Start of Block

//! Typed mutations applied to world state when a primitive task runs.

use serde::{Deserialize, Serialize};
use tracing::debug;

use crate::error::{HtnError, Result};
use crate::limits::MAX_KEY_LEN;
use crate::value::Value;
use crate::world::WorldState;

/// How an [`Effect`] changes its key.
#[derive(Debug, Clone, Copy, PartialEq, Eq, Hash, Serialize, Deserialize)]
#[serde(rename_all = "snake_case")]
pub enum EffectOp {
    /// Overwrite with the effect's value, keeping its type.
    Set,
    /// Accumulate numerically through `f64`.
    ///
    /// The result is always written back as `Float64`, so an `Int` key
    /// becomes a float after its first `Add`.
    Add,
    /// Delete the key. The effect's value is unused.
    Remove,
}

/// A mutation of a single world-state key.
#[derive(Debug, Clone, PartialEq, Serialize, Deserialize)]
pub struct Effect {
    pub key: String,
    pub value: Value,
    pub op: EffectOp,
}

impl Effect {
    pub fn set(key: impl Into<String>, value: impl Into<Value>) -> Self {
        Self {
            key: key.into(),
            value: value.into(),
            op: EffectOp::Set,
        }
    }

    pub fn add(key: impl Into<String>, delta: impl Into<Value>) -> Self {
        Self {
            key: key.into(),
            value: delta.into(),
            op: EffectOp::Add,
        }
    }

    pub fn remove(key: impl Into<String>) -> Self {
        Self {
            key: key.into(),
            value: Value::Bool(false),
            op: EffectOp::Remove,
        }
    }

    /// Check key and value bounds before the effect is stored.
    pub fn validate(&self) -> Result<()> {
        if self.key.len() > MAX_KEY_LEN {
            return Err(HtnError::StringTooLong {
                len: self.key.len(),
                max: MAX_KEY_LEN,
            });
        }
        self.value.validate()
    }

    /// Apply this effect to `world`.
    pub fn apply<W: WorldState>(&self, world: &mut W) -> Result<()> {
        match self.op {
            EffectOp::Set => {
                debug!(key = %self.key, kind = ?self.value.kind(), "effect set");
                set_typed(world, &self.key, &self.value)
            }
            EffectOp::Add => {
                let current = world.get_float64_or(&self.key, 0.0);
                let next = current + self.value.as_f64();
                debug!(key = %self.key, current, next, "effect add");
                world.set_float64(&self.key, next)
            }
            EffectOp::Remove => {
                let removed = world.remove(&self.key);
                debug!(key = %self.key, removed, "effect remove");
                Ok(())
            }
        }
    }
}

/// Apply `effects` in declaration order.
pub fn apply_all<W: WorldState>(effects: &[Effect], world: &mut W) -> Result<()> {
    for effect in effects {
        effect.apply(world)?;
    }
    Ok(())
}

/// Dispatch to the setter matching the value's variant tag.
fn set_typed<W: WorldState>(world: &mut W, key: &str, value: &Value) -> Result<()> {
    match value {
        Value::Int(v) => world.set_int(key, *v),
        Value::Int64(v) => world.set_int64(key, *v),
        Value::Float(v) => world.set_float(key, *v),
        Value::Float64(v) => world.set_float64(key, *v),
        Value::Bool(v) => world.set_bool(key, *v),
        Value::String(s) => world.set_string(key, s),
        Value::Pointer(h) => world.set_pointer(key, *h),
        Value::Vec2(v) => world.set_vec2(key, *v),
        Value::Vec3(v) => world.set_vec3(key, *v),
    }
}

#[cfg(test)]
mod tests {
    use super::*;
    use crate::value::Handle;
    use crate::world::testing::MapWorld;

    #[test]
    fn test_set_keeps_type() {
        let mut w = MapWorld::default();
        Effect::set("pos", [1.0f32, 2.0]).apply(&mut w).unwrap();
        Effect::set("target", Handle(9)).apply(&mut w).unwrap();
        Effect::set("count", 5).apply(&mut w).unwrap();
        assert_eq!(w.get("pos"), Some(Value::Vec2([1.0, 2.0])));
        assert_eq!(w.get("target"), Some(Value::Pointer(Handle(9))));
        assert_eq!(w.get("count"), Some(Value::Int(5)));
    }

    #[test]
    fn test_add_converts_to_float() {
        let mut w = MapWorld::default();
        w.set_int("gold", 10).unwrap();
        Effect::add("gold", 5).apply(&mut w).unwrap();
        assert_eq!(w.get("gold"), Some(Value::Float64(15.0)));
    }

    #[test]
    fn test_add_to_absent_key_starts_at_zero() {
        let mut w = MapWorld::default();
        Effect::add("xp", 2.5f64).apply(&mut w).unwrap();
        assert_eq!(w.get_float64_or("xp", -1.0), 2.5);
    }

    #[test]
    fn test_add_over_non_numeric_reads_zero() {
        let mut w = MapWorld::default();
        w.set_string("name", "bob").unwrap();
        Effect::add("name", 1).apply(&mut w).unwrap();
        assert_eq!(w.get("name"), Some(Value::Float64(1.0)));
    }

    #[test]
    fn test_remove() {
        let mut w = MapWorld::default();
        w.set_bool("flag", true).unwrap();
        Effect::remove("flag").apply(&mut w).unwrap();
        assert!(!w.has("flag"));
        // Removing an absent key is a no-op.
        Effect::remove("flag").apply(&mut w).unwrap();
    }

    #[test]
    fn test_apply_all_in_order() {
        let mut w = MapWorld::default();
        apply_all(
            &[
                Effect::set("x", 1),
                Effect::add("x", 1),
                Effect::set("done", true),
            ],
            &mut w,
        )
        .unwrap();
        assert_eq!(w.get("x"), Some(Value::Float64(2.0)));
        assert_eq!(w.get("done"), Some(Value::Bool(true)));
    }
}
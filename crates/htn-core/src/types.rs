//! Common types shared by the registry, the planner and callers.

use serde::{Deserialize, Serialize};

/// What a registered name resolves to.
#[derive(Debug, Clone, Copy, PartialEq, Eq, Hash, Serialize, Deserialize)]
#[serde(rename_all = "snake_case")]
pub enum TaskType {
    /// Directly executable leaf action.
    Primitive,
    /// Goal decomposed through one of its methods.
    Compound,
    /// The name is not registered.
    None,
}

impl TaskType {
    /// Returns true if the name is registered at all.
    pub fn is_known(&self) -> bool {
        !matches!(self, TaskType::None)
    }
}

/// One step of a generated plan. Plans are ordered; index is execution order.
#[derive(Debug, Clone, PartialEq, Eq, Hash, Serialize, Deserialize)]
pub struct PlannedTask {
    pub name: String,
}

impl PlannedTask {
    pub fn new(name: impl Into<String>) -> Self {
        Self { name: name.into() }
    }
}

impl std::fmt::Display for PlannedTask {
    fn fmt(&self, f: &mut std::fmt::Formatter<'_>) -> std::fmt::Result {
        f.write_str(&self.name)
    }
}

/// Planner counters. They persist across `plan()` calls until reset.
#[derive(Debug, Clone, Copy, PartialEq, Eq, Default, Serialize, Deserialize)]
pub struct PlanStats {
    /// Primitive tasks currently registered.
    pub primitive_count: usize,
    /// Compound tasks currently registered.
    pub compound_count: usize,
    /// Successful `plan()` calls.
    pub plans_generated: u64,
    /// `plan()` calls that ended in `PlanningFailed`.
    pub plans_failed: u64,
    /// Deepest depth at which the depth guard tripped.
    pub max_depth_reached: usize,
}

impl PlanStats {
    /// Total `plan()` calls that reached a verdict.
    pub fn plans_attempted(&self) -> u64 {
        self.plans_generated + self.plans_failed
    }
}
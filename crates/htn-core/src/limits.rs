//! Fixed capacities shared by every world-state implementation.

/// Maximum length of a world-state key, in bytes.
pub const MAX_KEY_LEN: usize = 64;

/// Maximum length of a string value, in bytes.
pub const MAX_STRING_LEN: usize = 128;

End of Block

> **Work to complete**: All of the material needs to be reproduced exactly as it reads.

> **Result**:
//! Typed mutations applied to world state when a primitive task runs.

use serde::{Deserialize, Serialize};
use tracing::debug;

use crate::error::{HtnError, Result};
use crate::limits::MAX_KEY_LEN;
use crate::value::Value;
use crate::world::WorldState;

/// How an [`Effect`] changes its key.
#[derive(Debug, Clone, Copy, PartialEq, Eq, Hash, Serialize, Deserialize)]
#[serde(rename_all = "snake_case")]
pub enum EffectOp {
    /// Overwrite with the effect's value, keeping its type.
    Set,
    /// Accumulate numerically through `f64`.
    ///
    /// The result is always written back as `Float64`, so an `Int` key
    /// becomes a float after its first `Add`.
    Add,
    /// Delete the key. The effect's value is unused.
    Remove,
}

/// A mutation of a single world-state key.
#[derive(Debug, Clone, PartialEq, Serialize, Deserialize)]
pub struct Effect {
    pub key: String,
    pub value: Value,
    pub op: EffectOp,
}

impl Effect {
    pub fn set(key: impl Into<String>, value: impl Into<Value>) -> Self {
        Self {
            key: key.into(),
            value: value.into(),
            op: EffectOp::Set,
        }
    }

    pub fn add(key: impl Into<String>, delta: impl Into<Value>) -> Self {
        Self {
            key: key.into(),
            value: delta.into(),
            op: EffectOp::Add,
        }
    }

    pub fn remove(key: impl Into<String>) -> Self {
        Self {
            key: key.into(),
            value: Value::Bool(false),
            op: EffectOp::Remove,
        }
    }

    /// Check key and value bounds before the effect is stored.
    pub fn validate(&self) -> Result<()> {
        if self.key.len() > MAX_KEY_LEN {
            return Err(HtnError::StringTooLong {
                len: self.key.len(),
                max: MAX_KEY_LEN,
            });
        }
        self.value.validate()
    }

    /// Apply this effect to `world`.
    pub fn apply<W: WorldState>(&self, world: &mut W) -> Result<()> {
        match self.op {
            EffectOp::Set => {
                debug!(key = %self.key, kind = ?self.value.kind(), "effect set");
                set_typed(world, &self.key, &self.value)
            }
            EffectOp::Add => {
                let current = world.get_float64_or(&self.key, 0.0);
                let next = current + self.value.as_f64();
                debug!(key = %self.key, current, next, "effect add");
                world.set_float64(&self.key, next)
            }
            EffectOp::Remove => {
                let removed = world.remove(&self.key);
                debug!(key = %self.key, removed, "effect remove");
                Ok(())
            }
        }
    }
}

/// Apply `effects` in declaration order.
pub fn apply_all<W: WorldState>(effects: &[Effect], world: &mut W) -> Result<()> {
    for effect in effects {
        effect.apply(world)?;
    }
    Ok(())
}

/// Dispatch to the setter matching the value's variant tag.
fn set_typed<W: WorldState>(world: &mut W, key: &str, value: &Value) -> Result<()> {
    match value {
        Value::Int(v) => world.set_int(key, *v),
        Value::Int64(v) => world.set_int64(key, *v),
        Value::Float(v) => world.set_float(key, *v),
        Value::Float64(v) => world.set_float64(key, *v),
        Value::Bool(v) => world.set_bool(key, *v),
        Value::String(s) => world.set_string(key, s),
        Value::Pointer(h) => world.set_pointer(key, *h),
        Value::Vec2(v) => world.set_vec2(key, *v),
        Value::Vec3(v) => world.set_vec3(key, *v),
    }
}

#[cfg(test)]
mod tests {
    use super::*;
    use crate::value::Handle;
    use crate::world::testing::MapWorld;

    #[test]
    fn test_set_keeps_type() {
        let mut w = MapWorld::default();
        Effect::set("pos", [1.0f32, 2.0]).apply(&mut w).unwrap();
        Effect::set("target", Handle(9)).apply(&mut w).unwrap();
        Effect::set("count", 5).apply(&mut w).unwrap();
        assert_eq!(w.get("pos"), Some(Value::Vec2([1.0, 2.0])));
        assert_eq!(w.get("target"), Some(Value::Pointer(Handle(9))));
        assert_eq!(w.get("count"), Some(Value::Int(5)));
    }

    #[test]
    fn test_add_converts_to_float() {
        let mut w = MapWorld::default();
        w.set_int("gold", 10).unwrap();
        Effect::add("gold", 5).apply(&mut w).unwrap();
        assert_eq!(w.get("gold"), Some(Value::Float64(15.0)));
    }

    #[test]
    fn test_add_to_absent_key_starts_at_zero() {
        let mut w = MapWorld::default();
        Effect::add("xp", 2.5f64).apply(&mut w).unwrap();
        assert_eq!(w.get_float64_or("xp", -1.0), 2.5);
    }

    #[test]
    fn test_add_over_non_numeric_reads_zero() {
        let mut w = MapWorld::default();
        w.set_string("name", "bob").unwrap();
        Effect::add("name", 1).apply(&mut w).unwrap();
        assert_eq!(w.get("name"), Some(Value::Float64(1.0)));
    }

    #[test]
    fn test_remove() {
        let mut w = MapWorld::default();
        w.set_bool("flag", true).unwrap();
        Effect::remove("flag").apply(&mut w).unwrap();
        assert!(!w.has("flag"));
        // Removing an absent key is a no-op.
        Effect::remove("flag").apply(&mut w).unwrap();
    }

    #[test]
    fn test_apply_all_in_order() {
        let mut w = MapWorld::default();
        apply_all(
            &[
                Effect::set("x", 1),
                Effect::add("x", 1),
                Effect::set("done", true),
            ],
            &mut w,
        )
        .unwrap();
        assert_eq!(w.get("x"), Some(Value::Float64(2.0)));
        assert_eq!(w.get("done"), Some(Value::Bool(true)));
    }
}
filename crates/htn-core/src/types.rs
//! Common types shared by the registry, the planner and callers.

use serde::{Deserialize, Serialize};

/// What a registered name resolves to.
#[derive(Debug, Clone, Copy, PartialEq, Eq, Hash, Serialize, Deserialize)]
#[serde(rename_all = "snake_case")]
pub enum TaskType {
    /// Directly executable leaf action.
    Primitive,
    /// Goal decomposed through one of its methods.
    Compound,
    /// The name is not registered.
    None,
}

impl TaskType {
    /// Returns true if the name is registered at all.
    pub fn is_known(&self) -> bool {
        !matches!(self, TaskType::None)
    }
}

/// One step of a generated plan. Plans are ordered; index is execution order.
#[derive(Debug, Clone, PartialEq, Eq, Hash, Serialize, Deserialize)]
pub struct PlannedTask {
    pub name: String,
}

impl PlannedTask {
    pub fn new(name: impl Into<String>) -> Self {
        Self { name: name.into() }
    }
}

impl std::fmt::Display for PlannedTask {
    fn fmt(&self, f: &mut std::fmt::Formatter<'_>) -> std::fmt::Result {
        f.write_str(&self.name)
    }
}

/// Planner counters. They persist across `plan()` calls until reset.
#[derive(Debug, Clone, Copy, PartialEq, Eq, Default, Serialize, Deserialize)]
pub struct PlanStats {
    /// Primitive tasks currently registered.
    pub primitive_count: usize,
    /// Compound tasks currently registered.
    pub compound_count: usize,
    /// Successful `plan()` calls.
    pub plans_generated: u64,
    /// `plan()` calls that ended in `PlanningFailed`.
    pub plans_failed: u64,
    /// Deepest depth at which the depth guard tripped.
    pub max_depth_reached: usize,
}

impl PlanStats {
    /// Total `plan()` calls that reached a verdict.
    pub fn plans_attempted(&self) -> u64 {
        self.plans_generated + self.plans_failed
    }
}
filename crates/htn-core/src/limits.rs
//! Fixed capacities shared by every world-state implementation.

/// Maximum length of a world-state key, in bytes.
pub const MAX_KEY_LEN: usize = 64;

/// Maximum length of a string value, in bytes.
pub const MAX_STRING_LEN: usize = 128;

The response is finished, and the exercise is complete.